— The plaintiffs, Eriksen and wife, seek recovery of damages which they allege resulted to them *160from the breach by the defendant of a lease contract. Trial in the superior court for King county resulted in judgment of dismissal and denial of recovery, upon motion made by counsel for defendant at the close of the plaintiffs’ evidence challenging the sufficiency of the evidence to warrant any recovery by the plaintiffs. From this "disposition of the cause, the plaintiffs have appealed to this court.
In April, 1914, these parties signed a contract, purporting to be a lease of certain business premises in Seattle from appellants to respondent for the term of, five years, commencing May 1,1914, and ending May 1, 1919, at a rental of $250 per month. This contract was not acknowledged by either party, and respondent went into possession of the premises, continuing such possession and paying rent at the rate of $250 per month until February 29, 1916, when it vacated the premises and refused to further occupy the same or pay rent therefor. Respondent, being advised that the lease contract was not an enforcible contract because it had not been executed as required by law, in that its execution .had not been acknowledged by either of the parties thereto, and being advised that the tenancy was in law only a tenancy from month to month, gave to appellants notice of its intention to vacate the premises and terminate the tenancy on February 29, 1916, at which time it did vacate the premises, having paid rent in full up to that time. It is plain that the notice of the- termination of the tenancy was given strictly as required by Rem. Code, § 8803, and was effectual to terminate the tenancy, if it was in law a tenancy from month to month only. The damages sought to be recovered are such that appellants’ right of recovery depends wholly upon the written lease being enforcible as such. Indeed, their claimed right of recovery is based wholly upon that contract.
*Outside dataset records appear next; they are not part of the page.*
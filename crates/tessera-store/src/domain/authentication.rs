//! Login Authentication Token Entity

use bson::oid::ObjectId;
use bson::serde_helpers::chrono_datetime_as_bson_datetime;
use chrono::{DateTime, Utc};
use serde::{Deserialize, Serialize};

/// A token issued at login. Token and owner are mandatory; no uniqueness is
/// declared, re-login simply appends a new record.
#[derive(Debug, Clone, Serialize, Deserialize)]
#[serde(rename_all = "camelCase")]
pub struct LoginAuthenticationToken {
    #[serde(rename = "_id", skip_serializing_if = "Option::is_none")]
    pub id: Option<ObjectId>,

    pub token: String,

    /// Account the token was issued to
    pub owner: String,

    #[serde(skip_serializing_if = "Option::is_none")]
    pub signature: Option<String>,

    #[serde(skip_serializing_if = "Option::is_none")]
    pub locale: Option<String>,

    #[serde(with = "chrono_datetime_as_bson_datetime")]
    pub created_at: DateTime<Utc>,

    #[serde(with = "chrono_datetime_as_bson_datetime")]
    pub updated_at: DateTime<Utc>,
}

impl LoginAuthenticationToken {
    pub fn new(token: impl Into<String>, owner: impl Into<String>) -> Self {
        let now = Utc::now();
        Self {
            id: None,
            token: token.into(),
            owner: owner.into(),
            signature: None,
            locale: None,
            created_at: now,
            updated_at: now,
        }
    }

    pub fn with_signature(mut self, signature: impl Into<String>) -> Self {
        self.signature = Some(signature.into());
        self
    }

    pub fn with_locale(mut self, locale: impl Into<String>) -> Self {
        self.locale = Some(locale.into());
        self
    }
}
//! Internal Staff Entity

use bson::oid::ObjectId;
use bson::serde_helpers::chrono_datetime_as_bson_datetime;
use chrono::{DateTime, Utc};
use serde::{Deserialize, Serialize};

/// Back-office staff account. `user_id` is unique at the store level.
#[derive(Debug, Clone, Serialize, Deserialize)]
#[serde(rename_all = "camelCase")]
pub struct StaffAccount {
    #[serde(rename = "_id", skip_serializing_if = "Option::is_none")]
    pub id: Option<ObjectId>,

    pub user_id: String,

    pub password_salt: String,

    pub password_hash: String,

    pub name: String,

    pub email: String,

    pub is_admin: bool,

    #[serde(with = "chrono_datetime_as_bson_datetime")]
    pub created_at: DateTime<Utc>,

    #[serde(with = "chrono_datetime_as_bson_datetime")]
    pub updated_at: DateTime<Utc>,
}

impl StaffAccount {
    pub fn new(
        user_id: impl Into<String>,
        password_salt: impl Into<String>,
        password_hash: impl Into<String>,
        name: impl Into<String>,
        email: impl Into<String>,
    ) -> Self {
        let now = Utc::now();
        Self {
            id: None,
            user_id: user_id.into(),
            password_salt: password_salt.into(),
            password_hash: password_hash.into(),
            name: name.into(),
            email: email.into(),
            is_admin: false,
            created_at: now,
            updated_at: now,
        }
    }

    pub fn admin(mut self) -> Self {
        self.is_admin = true;
        self
    }
}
*161The facts above summarized render our problem a very simple one in the light of our former holdings. We have repeatedly held that an oral or unacknowledged written lease is rendered unenforcible by our statute of frauds, though if a lessee enter into possession of premises under such a lease contract he becomes a tenant from “month to month, or from period to period on which the rent is payable,” as provided by § 8803 relating to tenancies for an indefinite time: Watkins v. Batch, 41 Wash. 310, 83 Pac. 321, 3 L. R. A. (N. S.) 852; Dorman v. Plowman, 41 Wash. 477, 83 Pac. 322; Ryan v. Lambert, 49 Wash. 649, 96 Pac. 232; Forrester v. Reliable Transfer Co., 59 Wash. 86, 109 Pac. 312, Ann. Cas. 1912A 1093; Anderson v. Frye & Bruhn, 69 Wash. 89, 124 Pac. 499; Backus v. Feeks, 71 Wash. 508, 129 Pac. 86, Ann. Cas. 1914C 553.
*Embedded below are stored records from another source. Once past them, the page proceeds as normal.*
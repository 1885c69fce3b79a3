//! Query condition model.
//!
//! Filter conditions are built as a small tagged-variant type and compiled
//! to the store's native filter syntax at the repository boundary. Dotted
//! field paths (`typeOfGood.typeOf`, `project.id`) pass through verbatim.

use bson::{doc, Bson, Document};

/// A query condition over one collection.
#[derive(Debug, Clone, PartialEq)]
pub enum Filter {
    /// Field presence or absence.
    Exists { field: String, exists: bool },
    /// Strict less-than comparison.
    LessThan { field: String, value: Bson },
    /// Field equality.
    Equals { field: String, value: Bson },
    /// Conjunction of conditions.
    And(Vec<Filter>),
}

impl Filter {
    pub fn exists(field: impl Into<String>) -> Self {
        Self::Exists { field: field.into(), exists: true }
    }

    pub fn not_exists(field: impl Into<String>) -> Self {
        Self::Exists { field: field.into(), exists: false }
    }

    pub fn less_than(field: impl Into<String>, value: impl Into<Bson>) -> Self {
        Self::LessThan { field: field.into(), value: value.into() }
    }

    pub fn equals(field: impl Into<String>, value: impl Into<Bson>) -> Self {
        Self::Equals { field: field.into(), value: value.into() }
    }

    pub fn and(conditions: impl IntoIterator<Item = Filter>) -> Self {
        Self::And(conditions.into_iter().collect())
    }

    /// Compile to a BSON filter document.
    pub fn compile(&self) -> Document {
        match self {
            Filter::Exists { field, exists } => {
                let field = field.as_str();
                doc! { field: { "$exists": *exists } }
            }
            Filter::LessThan { field, value } => {
                let field = field.as_str();
                doc! { field: { "$lt": value.clone() } }
            }
            Filter::Equals { field, value } => {
                let field = field.as_str();
                doc! { field: value.clone() }
            }
            Filter::And(conditions) => {
                if conditions.is_empty() {
                    return Document::new();
                }
                let parts: Vec<Bson> = conditions
                    .iter()
                    .map(|c| Bson::Document(c.compile()))
                    .collect();
                doc! { "$and": parts }
            }
        }
    }
}

impl From<&Filter> for Document {
    fn from(filter: &Filter) -> Self {
        filter.compile()
    }
}

#[cfg(test)]
mod tests {
    use super::*;
    use bson::DateTime;

    #[test]
    fn test_exists_compiles_to_exists_operator() {
        let filter = Filter::exists("project.id");
        assert_eq!(filter.compile(), doc! { "project.id": { "$exists": true } });

        let filter = Filter::not_exists("project.id");
        assert_eq!(filter.compile(), doc! { "project.id": { "$exists": false } });
    }

    #[test]
    fn test_less_than_compiles_to_lt_operator() {
        let now = DateTime::from_millis(1_700_000_000_000);
        let filter = Filter::less_than("ownedThrough", now);
        assert_eq!(filter.compile(), doc! { "ownedThrough": { "$lt": now } });
    }

    #[test]
    fn test_equals_compiles_to_plain_equality() {
        let filter = Filter::equals("typeOfGood.typeOf", "ProgramMembership");
        assert_eq!(
            filter.compile(),
            doc! { "typeOfGood.typeOf": "ProgramMembership" }
        );
    }

    #[test]
    fn test_and_compiles_to_and_operator() {
        let now = DateTime::from_millis(1_700_000_000_000);
        let filter = Filter::and([
            Filter::equals("project.id", "main"),
            Filter::less_than("ownedFrom", now),
        ]);
        assert_eq!(
            filter.compile(),
            doc! { "$and": [
                { "project.id": "main" },
                { "ownedFrom": { "$lt": now } },
            ] }
        );
    }

    #[test]
    fn test_empty_and_matches_everything() {
        assert_eq!(Filter::and([]).compile(), Document::new());
    }
}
Counsel for appellants place some reliance upon the last cited decision as effecting a modification of our former holding, but, when critically read, we think it does not do so. That was not an action against a party to the unacknowledged lease, but against a surety of one of the parties thereto, guaranteeing performance of the contract by such party, and it was merely held that the statute of frauds was not available to the surety, though it would have been to the principal, who was a party to the lease.
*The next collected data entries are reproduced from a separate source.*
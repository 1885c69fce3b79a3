//! Tessera Report
//!
//! Turns a repository query into a lazy, pull-based sequence of serialized
//! records. The consumer pulls lines until exhaustion or a mid-stream error;
//! nothing is buffered beyond the store cursor's own batching.

pub mod format;
pub mod ownership;

pub use format::{ReportFormat, ReportRecord};
pub use ownership::ownership_report;

use thiserror::Error;

#[derive(Error, Debug)]
pub enum ReportError {
    #[error("Store error: {0}")]
    Store(#[from] tessera_store::StoreError),

    #[error("Record serialization error: {0}")]
    Json(#[from] serde_json::Error),
}

pub type Result<T> = std::result::Result<T, ReportError>;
Some contention is made in appellants’ behalf that the lease contract should be held valid and enforcible, at least as to certain things therein agreed to be done by respondent. It seems plain to us, however, that this contract is not divisible. The obligations it imposes upon respondent for which damages are here sought by appellants, other than the payment of rent during the whole term, were to be performed upon the expiration of the term. We cannot say the parties would have *162agreed to the several stipulations of the contract except in contemplation of it being a single contract to be viewed as a whole. Anderson v. Frye & Bruhn, supra; Godefroy v. Hupp, 93 Wash. 371, 160 Pac. 1056. In the last cited case, at page 377, Judge Ellis, speaking for the court, said:
“If the several stipulations of a single contract are so interdependent that the parties cannot reasonably be considered to have contracted but with a view to the performance of the contract as a whole, and any part of the contract is subject to the ban of the statute of frauds, then no recovery can be had upon any part of it.”
It seems quite clear to us that the judgment of the trial court must be affirmed. It is so ordered.
Main, O. J., Mitchell, Tolman, and Fullerton, JJ,, concur.